Transport for London (TfL) is expanding the deployment of its split cycle offset optimisation technique (SCOOT) to make road signals more efficient and adaptive to help traffic flow and reduce delays.
The system allows signals to keep a tab on vehicles passing along a road and adjust signal timings on a second by second basis to manage traffic flow accordingly.
TfL Surface Transport chief operating officer Garrett Emmerson said investment in the technology has ensured that the London road network is working as efficiently as possible.
"This has helped deliver benefits not only for road users across the capital, but is also helping to reduce harmful emissions associated with queuing traffic," Emmerson said.
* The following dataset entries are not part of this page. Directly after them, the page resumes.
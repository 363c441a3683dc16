// Session login / logout
//
// Redfish session auth: POST credentials to the SessionService collection,
// keep the `X-Auth-Token` reply header for subsequent requests, and DELETE
// the session resource (`Location`) on logout.

use std::time::Duration;

use secrecy::{ExposeSecret, SecretString};
use serde_json::json;
use tracing::{debug, info, warn};

use crate::auth::{SessionState, SessionToken};
use crate::error::Error;
use crate::redfish::client::{AUTH_TOKEN_HEADER, RedfishClient};
use crate::redfish::response::RedfishResponse;

const SESSIONS_PATH: &str = "/redfish/v1/SessionService/Sessions";
const LOGIN_RETRY_DELAY: Duration = Duration::from_millis(500);

impl RedfishClient {
    /// Open a session with the configured credentials.
    ///
    /// Connection failures are retried up to the retry budget; a non-2xx
    /// reply fails immediately with `Error::Authentication`.
    pub async fn login(&self) -> Result<(), Error> {
        let url = self.url(SESSIONS_PATH)?;
        let credentials = self.credentials();
        let body = json!({
            "UserName": credentials.username,
            "Password": credentials.password.expose_secret(),
        });

        let budget = self.max_retry();
        let mut attempt = 0;
        let resp = loop {
            attempt += 1;
            debug!(attempt, budget, "POST {url}");
            let err = match self.http().post(url.clone()).json(&body).send().await {
                Ok(resp) => break resp,
                Err(e) => Error::Transport(e),
            };
            if !err.is_transient() {
                return Err(err);
            }
            if attempt >= budget {
                return Err(Error::Connect {
                    url: self.base_url().to_string(),
                    attempts: attempt,
                    reason: err.to_string(),
                });
            }
            warn!(attempt, error = %err, "login attempt failed, retrying");
            tokio::time::sleep(LOGIN_RETRY_DELAY).await;
        };

        let token = resp
            .headers()
            .get(AUTH_TOKEN_HEADER)
            .and_then(|v| v.to_str().ok())
            .map(String::from);
        let resp = RedfishResponse::read(resp).await?;

        if !resp.is_success() {
            return Err(Error::Authentication {
                message: format!("Login failed: {}", login_failure_reason(&resp)),
            });
        }

        let token = token.ok_or_else(|| Error::Authentication {
            message: "Login failed: response carried no X-Auth-Token header".into(),
        })?;

        self.set_state(SessionState::Authenticated(SessionToken {
            token: SecretString::from(token),
            location: resp.location().map(String::from),
        }));
        info!(username = %credentials.username, "logged in");
        Ok(())
    }

    /// Close the session. A no-op when not authenticated.
    ///
    /// The session returns to `Unauthenticated` even if the controller
    /// refuses the DELETE; the refusal is only logged.
    pub async fn logout(&self) -> Result<(), Error> {
        let location = match self.state() {
            SessionState::Authenticated(session) => session.location,
            SessionState::Unauthenticated | SessionState::Expired => {
                debug!("logout skipped: no active session");
                return Ok(());
            }
        };

        let result = match location.as_deref() {
            Some(location) => self.delete(location).await.map(|_| ()),
            None => {
                warn!("session has no resource location; dropping token locally");
                Ok(())
            }
        };
        self.set_state(SessionState::Unauthenticated);

        match result {
            Ok(()) => {
                info!("logged out");
                Ok(())
            }
            Err(Error::Transport(e)) => Err(Error::Transport(e)),
            Err(e) => {
                warn!(error = %e, "session delete refused");
                Ok(())
            }
        }
    }
}

/// Resolved message, else raw body, else status line.
fn login_failure_reason(resp: &RedfishResponse) -> String {
    if let Some(message) = resp
        .json()
        .as_ref()
        .and_then(crate::messages::extract_error_message)
    {
        return message;
    }
    let body = resp.body().trim();
    if body.is_empty() {
        format!("HTTP error: {}", resp.status().as_u16())
    } else {
        body.to_owned()
    }
}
TfL has expanded the deployment of the system from 2,000 to 3,000 locations over the last two years, while work has started at 861 sites and been completed at another 514.
Currently, 40% of London's 6,000 traffic signals are using SCOOT and TfL is planning to expand it to half of the signals by spring 2014. TfL has reviewed the functioning of 1,000 traffic signals each year to ensure their efficient operation.
So far, TfL has reviewed the functioning of 2,650 traffic signals since April 2009 and found that traffic delays at these locations have reduced by eight percent, while pedestrian delays have reduced by one percent. Upgraded junctions have delivered an average 12.7% cut in delays for vehicles on the road network, while in some locations traffic delays have also fallen.
TfL is now planning to begin trial of a pedestrian SCOOT technology, after the London 2012 Games, and is expecting to develop a prototype for the new technology by the end of 2013. The prototype will assess whether SCOOT technology could also used for better detection of cyclists and other vulnerable road users.
Image: Split cycle offset optimisation technique (SCOOT) on London's junctions allows traffic signals to adjust timings on a second by second basis. Photo: TfL.